Remarquable incident du docteur Lanyon

DU temps s’écoula ; des milliers de livres furent offertes en récompense, car la mort de Sir Danvers fut ressentie comme une injure publique ; mais Mr Hyde avait disparu de la compétence de la police comme s’il n’avait jamais existé. Une grande partie de son passé fut déterrée, en vérité, et tout déshonorant : des contes sortirent sur la cruauté de cet homme, à la fois si insensible et violent, sur sa vile vie, sur ses étranges associés, sur la haine qui semblait avoir environné sa carrière ; mais sur le lieu où il se trouvait à présent, pas un murmure. Depuis l’heure où il avait quitté la maison de Soho le matin de l’assassinat, il avait simplement été rayé ; et graduellement, comme le temps allait, Mr Utterson commençait à se remettre de la chaleur de son alarme, et à se retrouver plus en paix avec lui-même. La mort de Sir Danvers était, à sa manière de voir, plus que payée par la disparition de Mr Hyde. Maintenant que cette influence malfaisante s’était retirée, une nouvelle vie commençait pour le Dr Jekyll. Il sortit de sa réclusion, renoua les relations avec ses amis, devint une fois de plus leur invité et hôte familier ; et alors qu’il avait toujours été connu pour les charités, il était maintenant non moins distingué pour la religion. Il était actif, il était beaucoup au grand air, il faisait le bien ; son visage semblait s’ouvrir et s’éclairer, comme d’une conscience intérieure de servir ; et pendant plus de deux mois, le docteur fut en paix.
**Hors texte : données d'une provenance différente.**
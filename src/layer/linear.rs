//! Affine layers.
//!
//! Weights are stored column-major as an `output x input` matrix at the start
//! of the layer's slot, followed by the bias (if any).

use faer::{Mat, MatRef};
use rand::rngs::StdRng;

use crate::{
    Context, Initialization, LayerConfig, Module, Result,
    utils::{
        add_row_sums, check_len, check_rows, check_shape, mat_view, mat_view_mut, mul, mul_add,
    },
};

/// `W * x + b`
#[derive(Debug, Clone, Copy, PartialEq, Eq)]
pub struct Linear {
    n_inputs: usize,
    n_outputs: usize,
}

impl Linear {
    pub fn new(n_inputs: usize, n_outputs: usize) -> Self {
        Self {
            n_inputs,
            n_outputs,
        }
    }

    fn n_weights(&self) -> usize {
        self.n_inputs * self.n_outputs
    }
}

impl Module for Linear {
    fn name(&self) -> &'static str {
        "linear"
    }

    fn n_params(&self) -> usize {
        self.n_weights() + self.n_outputs
    }

    fn reset(
        &mut self,
        params: &mut [f64],
        init: &Initialization,
        rng: &mut StdRng,
    ) -> Result<()> {
        check_len(self.name(), params, self.n_params())?;
        init.fill(params, self.n_inputs, self.n_outputs, rng)
    }

    fn forward(
        &mut self,
        _ctx: &mut Context,
        params: &[f64],
        input: MatRef<'_, f64>,
    ) -> Result<Mat<f64>> {
        check_len(self.name(), params, self.n_params())?;
        check_rows(self.name(), input, self.n_inputs)?;
        let (w, b) = params.split_at(self.n_weights());
        let mut z = mul(mat_view(w, self.n_outputs, self.n_inputs), input);
        for j in 0..z.ncols() {
            for (k, b_k) in b.iter().enumerate() {
                z[(k, j)] += b_k;
            }
        }
        Ok(z)
    }

    fn backward(
        &mut self,
        params: &[f64],
        input: MatRef<'_, f64>,
        output_grad: MatRef<'_, f64>,
    ) -> Result<Mat<f64>> {
        check_len(self.name(), params, self.n_params())?;
        check_shape(self.name(), output_grad, (self.n_outputs, input.ncols()))?;
        let w = mat_view(&params[..self.n_weights()], self.n_outputs, self.n_inputs);
        Ok(mul(w.transpose(), output_grad))
    }

    fn gradient(
        &mut self,
        _params: &[f64],
        input: MatRef<'_, f64>,
        output_grad: MatRef<'_, f64>,
        grad: &mut [f64],
    ) -> Result<()> {
        check_len(self.name(), grad, self.n_params())?;
        check_rows(self.name(), input, self.n_inputs)?;
        check_shape(self.name(), output_grad, (self.n_outputs, input.ncols()))?;
        let (dw, db) = grad.split_at_mut(self.n_weights());
        mul_add(
            mat_view_mut(dw, self.n_outputs, self.n_inputs),
            output_grad,
            input.transpose(),
        );
        add_row_sums(db, output_grad);
        Ok(())
    }

    fn config(&self) -> LayerConfig {
        LayerConfig::Linear {
            input: self.n_inputs,
            output: self.n_outputs,
        }
    }
}

/// `W * x`
#[derive(Debug, Clone, Copy, PartialEq, Eq)]
pub struct LinearNoBias {
    n_inputs: usize,
    n_outputs: usize,
}

impl LinearNoBias {
    pub fn new(n_inputs: usize, n_outputs: usize) -> Self {
        Self {
            n_inputs,
            n_outputs,
        }
    }
}

impl Module for LinearNoBias {
    fn name(&self) -> &'static str {
        "linear_no_bias"
    }

    fn n_params(&self) -> usize {
        self.n_inputs * self.n_outputs
    }

    fn reset(
        &mut self,
        params: &mut [f64],
        init: &Initialization,
        rng: &mut StdRng,
    ) -> Result<()> {
        check_len(self.name(), params, self.n_params())?;
        init.fill(params, self.n_inputs, self.n_outputs, rng)
    }

    fn forward(
        &mut self,
        _ctx: &mut Context,
        params: &[f64],
        input: MatRef<'_, f64>,
    ) -> Result<Mat<f64>> {
        check_len(self.name(), params, self.n_params())?;
        check_rows(self.name(), input, self.n_inputs)?;
        Ok(mul(mat_view(params, self.n_outputs, self.n_inputs), input))
    }

    fn backward(
        &mut self,
        params: &[f64],
        input: MatRef<'_, f64>,
        output_grad: MatRef<'_, f64>,
    ) -> Result<Mat<f64>> {
        check_len(self.name(), params, self.n_params())?;
        check_shape(self.name(), output_grad, (self.n_outputs, input.ncols()))?;
        let w = mat_view(params, self.n_outputs, self.n_inputs);
        Ok(mul(w.transpose(), output_grad))
    }

    fn gradient(
        &mut self,
        _params: &[f64],
        input: MatRef<'_, f64>,
        output_grad: MatRef<'_, f64>,
        grad: &mut [f64],
    ) -> Result<()> {
        check_len(self.name(), grad, self.n_params())?;
        check_rows(self.name(), input, self.n_inputs)?;
        check_shape(self.name(), output_grad, (self.n_outputs, input.ncols()))?;
        mul_add(
            mat_view_mut(grad, self.n_outputs, self.n_inputs),
            output_grad,
            input.transpose(),
        );
        Ok(())
    }

    fn config(&self) -> LayerConfig {
        LayerConfig::LinearNoBias {
            input: self.n_inputs,
            output: self.n_outputs,
        }
    }
}

/// `x + b` with a learnable bias.
#[derive(Debug, Clone, Copy, PartialEq, Eq)]
pub struct AddBias {
    size: usize,
}

impl AddBias {
    pub fn new(size: usize) -> Self {
        Self { size }
    }
}

impl Module for AddBias {
    fn name(&self) -> &'static str {
        "add"
    }

    fn n_params(&self) -> usize {
        self.size
    }

    fn forward(
        &mut self,
        _ctx: &mut Context,
        params: &[f64],
        input: MatRef<'_, f64>,
    ) -> Result<Mat<f64>> {
        check_len(self.name(), params, self.size)?;
        check_rows(self.name(), input, self.size)?;
        Ok(Mat::from_fn(input.nrows(), input.ncols(), |i, j| {
            input[(i, j)] + params[i]
        }))
    }

    fn backward(
        &mut self,
        _params: &[f64],
        _input: MatRef<'_, f64>,
        output_grad: MatRef<'_, f64>,
    ) -> Result<Mat<f64>> {
        check_rows(self.name(), output_grad, self.size)?;
        Ok(output_grad.to_owned())
    }

    fn gradient(
        &mut self,
        _params: &[f64],
        _input: MatRef<'_, f64>,
        output_grad: MatRef<'_, f64>,
        grad: &mut [f64],
    ) -> Result<()> {
        check_len(self.name(), grad, self.size)?;
        check_rows(self.name(), output_grad, self.size)?;
        add_row_sums(grad, output_grad);
        Ok(())
    }

    fn config(&self) -> LayerConfig {
        LayerConfig::Add { size: self.size }
    }
}
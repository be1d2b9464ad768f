mod common;

use approx::assert_relative_eq;
use common::{SequenceCheck, random_mat, random_vec, rng};
use layerwise::{
    Context, DifferentiableFunction, Gru, Initialization, Layer, Linear, Loss, Lstm, Module, Rnn,
    faer::Mat,
};

const STEPS: usize = 5;

fn regression_rnn(rho: Option<usize>, cell_rho: Option<usize>) -> Rnn {
    let mut rnn = Rnn::new(Loss::MeanSquaredError, Initialization::Glorot, 3).with_rho(rho);
    rnn.add(Linear::new(2, 3));
    rnn.add(Lstm::new(3, 3).with_rho(cell_rho));
    rnn.add(Linear::new(3, 1));
    let mut rng = rng(12);
    let predictors = (0..STEPS).map(|_| random_mat(2, 4, &mut rng)).collect();
    let responses = (0..STEPS).map(|_| random_mat(1, 4, &mut rng)).collect();
    rnn.set_data(predictors, responses).unwrap();
    rnn.reset().unwrap();
    rnn
}

/// Plain gradient descent over the whole batch; returns the final loss.
fn train(rnn: &mut Rnn, iterations: usize) -> f64 {
    let batch = rnn.num_functions();
    let mut grad = vec![0.0; rnn.parameters().len()];
    for _ in 0..iterations {
        let params = rnn.parameters().to_vec();
        rnn.gradient(&params, 0, &mut grad, batch).unwrap();
        for (p, g) in rnn.parameters_mut().iter_mut().zip(&grad) {
            *p -= 0.05 * g;
        }
    }
    let params = rnn.parameters().to_vec();
    rnn.evaluate(&params, 0, batch).unwrap()
}

fn assert_same_parameters(a: &Rnn, b: &Rnn) {
    for (x, y) in a.parameters().iter().zip(b.parameters()) {
        assert_relative_eq!(x, y, max_relative = 1e-12);
    }
}

#[test]
fn full_window_matches_unbounded_training() {
    let mut unbounded = regression_rnn(None, None);
    let mut windowed = regression_rnn(Some(STEPS), None);
    let loss_a = train(&mut unbounded, 6);
    let loss_b = train(&mut windowed, 6);
    assert_relative_eq!(loss_a, loss_b, max_relative = 1e-12);
    assert_same_parameters(&unbounded, &windowed);
}

#[test]
fn full_cell_window_matches_unbounded_training() {
    let mut unbounded = regression_rnn(None, None);
    let mut windowed = regression_rnn(None, Some(STEPS));
    train(&mut unbounded, 6);
    train(&mut windowed, 6);
    assert_same_parameters(&unbounded, &windowed);
}

#[test]
fn training_lowers_the_loss() {
    let mut rnn = regression_rnn(None, None);
    let params = rnn.parameters().to_vec();
    let before = rnn.evaluate(&params, 0, rnn.num_functions()).unwrap();
    let after = train(&mut rnn, 20);
    assert!(after < before, "{after} >= {before}");
}

#[test]
fn shorter_window_changes_the_gradient() {
    let mut full = regression_rnn(None, None);
    let mut truncated = regression_rnn(Some(2), None);
    let params = full.parameters().to_vec();
    let mut grad_full = vec![0.0; params.len()];
    let mut grad_truncated = vec![0.0; params.len()];
    let loss_full = full.gradient(&params, 0, &mut grad_full, 4).unwrap();
    let loss_truncated = truncated.gradient(&params, 0, &mut grad_truncated, 4).unwrap();
    // The loss still covers every step.
    assert_relative_eq!(loss_full, loss_truncated, max_relative = 1e-12);
    assert_ne!(grad_full, grad_truncated);
}

#[test]
fn exhausted_cell_window_stops_input_gradients() {
    for mut layer in [
        Layer::from(Lstm::new(3, 2).with_rho(Some(1))),
        Layer::from(Gru::new(3, 2).with_rho(Some(1))),
    ] {
        let params = random_vec(layer.n_params(), 0.5, &mut rng(2));
        let check = SequenceCheck::new(&mut layer, &params, (3, 2), 3, 5);
        let (_, deltas) = check.analytic(&mut layer, &params);
        assert!(deltas[2].norm_l2() > 0.0);
        for delta in &deltas[..2] {
            assert_eq!(delta.norm_l2(), 0.0);
        }
    }
}

#[test]
fn single_step_window_matches_a_one_step_numeric_gradient() {
    // With rho 1 only the last step's direct dependence on the parameters
    // is kept, so the gradient equals that of the final step alone with the
    // carried state held fixed.
    let mut lstm = Lstm::new(2, 2).with_rho(Some(1));
    let params = random_vec(lstm.n_params(), 0.5, &mut rng(4));
    let mut rng = rng(9);
    let inputs: Vec<Mat<f64>> = (0..3).map(|_| random_mat(2, 1, &mut rng)).collect();
    let weights = random_mat(2, 1, &mut rng);

    let mut ctx = Context::training(0);
    for x in &inputs {
        lstm.forward(&mut ctx, &params, x.as_ref()).unwrap();
    }
    let last = inputs[2].as_ref();
    lstm.backward(&params, last, weights.as_ref()).unwrap();
    let mut grad = vec![0.0; params.len()];
    lstm.gradient(&params, last, weights.as_ref(), &mut grad)
        .unwrap();

    // Replay the first two steps with the original parameters, then perturb
    // only the last one.
    let last_step = |shifted: &[f64]| {
        let mut replay = Lstm::new(2, 2);
        let mut ctx = Context::training(0);
        for x in &inputs[..2] {
            replay.forward(&mut ctx, &params, x.as_ref()).unwrap();
        }
        let y = replay.forward(&mut ctx, shifted, last).unwrap();
        (0..2).map(|i| y[(i, 0)] * weights[(i, 0)]).sum::<f64>()
    };
    let mut shifted = params.clone();
    for (i, g) in grad.iter().enumerate() {
        shifted[i] = params[i] + common::STEP;
        let up = last_step(&shifted);
        shifted[i] = params[i] - common::STEP;
        let down = last_step(&shifted);
        shifted[i] = params[i];
        assert_relative_eq!(*g, (up - down) / (2.0 * common::STEP), epsilon = 1e-6);
    }
}

#[test]
fn stateful_cells_carry_state_across_sequences() {
    let x = Mat::from_fn(2, 1, |i, _| 0.5 + i as f64);
    let run_twice = |mut layer: Layer| {
        let params = vec![0.4; layer.n_params()];
        let mut ctx = Context::training(0);
        let mut outputs = Vec::new();
        for _ in 0..2 {
            layer.begin_sequence();
            outputs.push(layer.forward(&mut ctx, &params, x.as_ref()).unwrap());
        }
        (outputs[0][(0, 0)], outputs[1][(0, 0)])
    };

    let (first, second) = run_twice(Lstm::new(2, 2).into());
    assert_eq!(first, second);
    let (first, second) = run_twice(Lstm::new(2, 2).with_stateful(true).into());
    assert_ne!(first, second);
    let (first, second) = run_twice(Gru::new(2, 2).into());
    assert_eq!(first, second);
    let (first, second) = run_twice(Gru::new(2, 2).with_stateful(true).into());
    assert_ne!(first, second);
}

#[test]
fn single_response_network_scores_the_last_step() {
    let mut rnn = Rnn::new(Loss::MeanSquaredError, Initialization::Glorot, 1).with_single(true);
    rnn.add(Gru::new(1, 1));
    let mut rng = rng(3);
    let predictors: Vec<Mat<f64>> = (0..4).map(|_| random_mat(1, 2, &mut rng)).collect();
    let target = random_mat(1, 2, &mut rng);
    rnn.set_data(predictors.clone(), vec![target.clone()]).unwrap();
    rnn.reset().unwrap();

    let params = rnn.parameters().to_vec();
    let loss = rnn.evaluate(&params, 0, 2).unwrap();
    let outputs: Vec<_> = (0..2)
        .map(|j| {
            let sequence: Vec<Mat<f64>> = predictors
                .iter()
                .map(|m| Mat::from_fn(1, 1, |_, _| m[(0, j)]))
                .collect();
            rnn.predict(&sequence).unwrap().last().unwrap()[(0, 0)]
        })
        .collect();
    let expected = Loss::MeanSquaredError
        .forward(
            Mat::from_fn(1, 2, |_, j| outputs[j]).as_ref(),
            target.as_ref(),
        )
        .unwrap();
    assert_relative_eq!(loss, expected, max_relative = 1e-10);
}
Le 8 janvier Utterson avait dîné chez le docteur en petit comité ; Lanyon était là ; et le visage de l’hôte avait regardé de l’un vers l’autre comme dans le temps où le trio était d’inséparables amis. Le 12, et de nouveau le 14, la porte fut fermée sur le juriste. « Le docteur se confinait dans la maison, disait Poole, et ne voyait personne. » Le 15, il essaya de nouveau, et fut de nouveau refusé ; et ayant maintenant l’habitude depuis les deux derniers mois de voir son ami presque journellement, il trouva que ce retour à la solitude pesait sur ses esprits. Le cinquième soir, il eut Guest à dîner avec lui ; et le sixième il se rendit chez le Dr Lanyon.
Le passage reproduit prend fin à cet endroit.